MSE Seminar Series: Materials Informatics: Moving Beyond Screening via Generative Machine Learning Models
Taylor Sparks, Associate Professor, University of Utah
Machine learning already enables the discovery of new materials by providing rapid predictions of properties to complement slower calculations and experiments. However, a persistent criticism of machine learning enabled materials discovery is that new materials are very similar, both chemically and structurally, to previously known materials. This begs the question, “Can machine learning ever learn new chemistries and families of materials that differ from those present in the training data?” In this talk, I will describe new generative machine learning approaches that can be used to generate structures that do not yet exist but are likely to. I will compare generative models, including variational autoencoders, generative adversarial networks, and diffusion models, which have become standard in machine learning for images. I will describe the unique challenges that we face when using tools of this nature to generate periodic crystalline structures and I’ll also describe how tools such as DiSCoVeR and SMACT can be used in conjunction to ensure chemically reasonable yet interesting outputs.
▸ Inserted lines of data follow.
use crate::error::{LedgerError, Result};
use crate::schema::CellValue;
use crate::workbook::{Row, Sheet, Workbook};
use log::debug;
use serde_json::Value;

/// Builds a workbook from a JSON document of the form
/// `{ "<sheet name>": [[cell, ...], ...], ... }`, where every cell is `null`,
/// a number or a string.
pub fn workbook_from_json_str(json: &str) -> Result<Workbook> {
    let value: Value = serde_json::from_str(json)?;
    workbook_from_json_value(&value)
}

pub fn workbook_from_json_value(value: &Value) -> Result<Workbook> {
    let sheets = value.as_object().ok_or_else(|| {
        LedgerError::MalformedWorkbook(format!(
            "expected an object of sheet name to rows, found {}",
            json_kind(value)
        ))
    })?;

    let mut workbook = Workbook::new();
    for (name, rows) in sheets {
        let sheet = sheet_from_json_value(name, rows)?;
        debug!("Ingested sheet '{}' with {} rows", name, sheet.height());
        workbook.insert(name.clone(), sheet);
    }

    Ok(workbook)
}

/// Converts one sheet's JSON rows, failing on anything that is not an array
/// of arrays of scalar cells.
pub fn sheet_from_json_value(name: &str, value: &Value) -> Result<Sheet> {
    let malformed = |details: String| LedgerError::MalformedSheet {
        sheet: name.to_string(),
        details,
    };

    let rows = value.as_array().ok_or_else(|| {
        malformed(format!("expected an array of rows, found {}", json_kind(value)))
    })?;

    let mut converted: Vec<Row> = Vec::with_capacity(rows.len());
    for (row_idx, row) in rows.iter().enumerate() {
        let cells = row.as_array().ok_or_else(|| {
            malformed(format!(
                "row {} is {}, expected an array of cells",
                row_idx,
                json_kind(row)
            ))
        })?;

        let mut converted_row = Vec::with_capacity(cells.len());
        for (col_idx, cell) in cells.iter().enumerate() {
            let cell = match cell {
                Value::Null => CellValue::Empty,
                Value::String(s) => CellValue::Text(s.clone()),
                Value::Number(n) => match n.as_f64() {
                    Some(f) => CellValue::Number(f),
                    None => {
                        return Err(malformed(format!(
                            "cell ({}, {}) holds a number outside the f64 range",
                            row_idx, col_idx
                        )))
                    }
                },
                other => {
                    return Err(malformed(format!(
                        "cell ({}, {}) is {}, expected null, a number or a string",
                        row_idx,
                        col_idx,
                        json_kind(other)
                    )))
                }
            };
            converted_row.push(cell);
        }
        converted.push(converted_row);
    }

    Ok(Sheet::new(converted))
}

fn json_kind(value: &Value) -> &'static str {
    match value {
        Value::Null => "null",
        Value::Bool(_) => "a boolean",
        Value::Number(_) => "a number",
        Value::String(_) => "a string",
        Value::Array(_) => "an array",
        Value::Object(_) => "an object",
    }
}

#[cfg(feature = "xlsx")]
pub use self::xlsx::{cell_from_data, load_xlsx, sheet_from_range};

#[cfg(feature = "xlsx")]
mod xlsx {
    use super::*;
    use calamine::{open_workbook_auto, Data, Range, Reader};
    use std::path::Path;

    /// Reads every worksheet of an `.xlsx`/`.xls`/`.ods` file.
    pub fn load_xlsx(path: impl AsRef<Path>) -> Result<Workbook> {
        let path = path.as_ref();
        let mut sheets = open_workbook_auto(path)?;
        let names: Vec<String> = sheets.sheet_names().to_vec();
        debug!("Opened {} with {} sheets", path.display(), names.len());

        let mut workbook = Workbook::new();
        for name in names {
            let range = sheets.worksheet_range(&name)?;
            workbook.insert(name, sheet_from_range(&range));
        }

        Ok(workbook)
    }

    /// Converts a calamine range into a sheet anchored at A1.
    ///
    /// calamine trims leading empty rows and columns from a range, so they are
    /// padded back to keep header rows and column indices where the file has them.
    pub fn sheet_from_range(range: &Range<Data>) -> Sheet {
        let (row_offset, col_offset) = range
            .start()
            .map(|(r, c)| (r as usize, c as usize))
            .unwrap_or((0, 0));

        let mut rows: Vec<Row> = vec![Vec::new(); row_offset];
        for row in range.rows() {
            let mut cells = vec![CellValue::Empty; col_offset];
            cells.extend(row.iter().map(cell_from_data));
            while cells.last().is_some_and(CellValue::is_empty) {
                cells.pop();
            }
            rows.push(cells);
        }

        Sheet::new(rows)
    }

    pub fn cell_from_data(data: &Data) -> CellValue {
        match data {
            Data::Empty => CellValue::Empty,
            Data::String(s) => CellValue::Text(s.clone()),
            Data::Float(f) => CellValue::Number(*f),
            Data::Int(i) => CellValue::Number(*i as f64),
            Data::Bool(b) => CellValue::Text(b.to_string()),
            Data::DateTime(dt) => CellValue::Number(dt.as_f64()),
            Data::DateTimeIso(s) | Data::DurationIso(s) => CellValue::Text(s.clone()),
            Data::Error(_) => CellValue::Empty,
        }
    }

}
Dr. Taylor Sparks is an Associate Professor of Materials Science and Engineering at the University of Utah and recently completed a sabbatical at the University of Liverpool with support from the Royal Society Wolfson Visiting Fellow program. He holds a B.S. in MSE from the UofU, an M.S. in Materials from UCSB, and a Ph.D. in Applied Physics from Harvard University. He was a recipient of the NSF CAREER Award and a speaker for TEDxSaltLakeCity. When he’s not in the lab, you can find him running his podcast “Materialism,” creating materials educational content for his YouTube channel, or canyoneering with his 4 kids in southern Utah.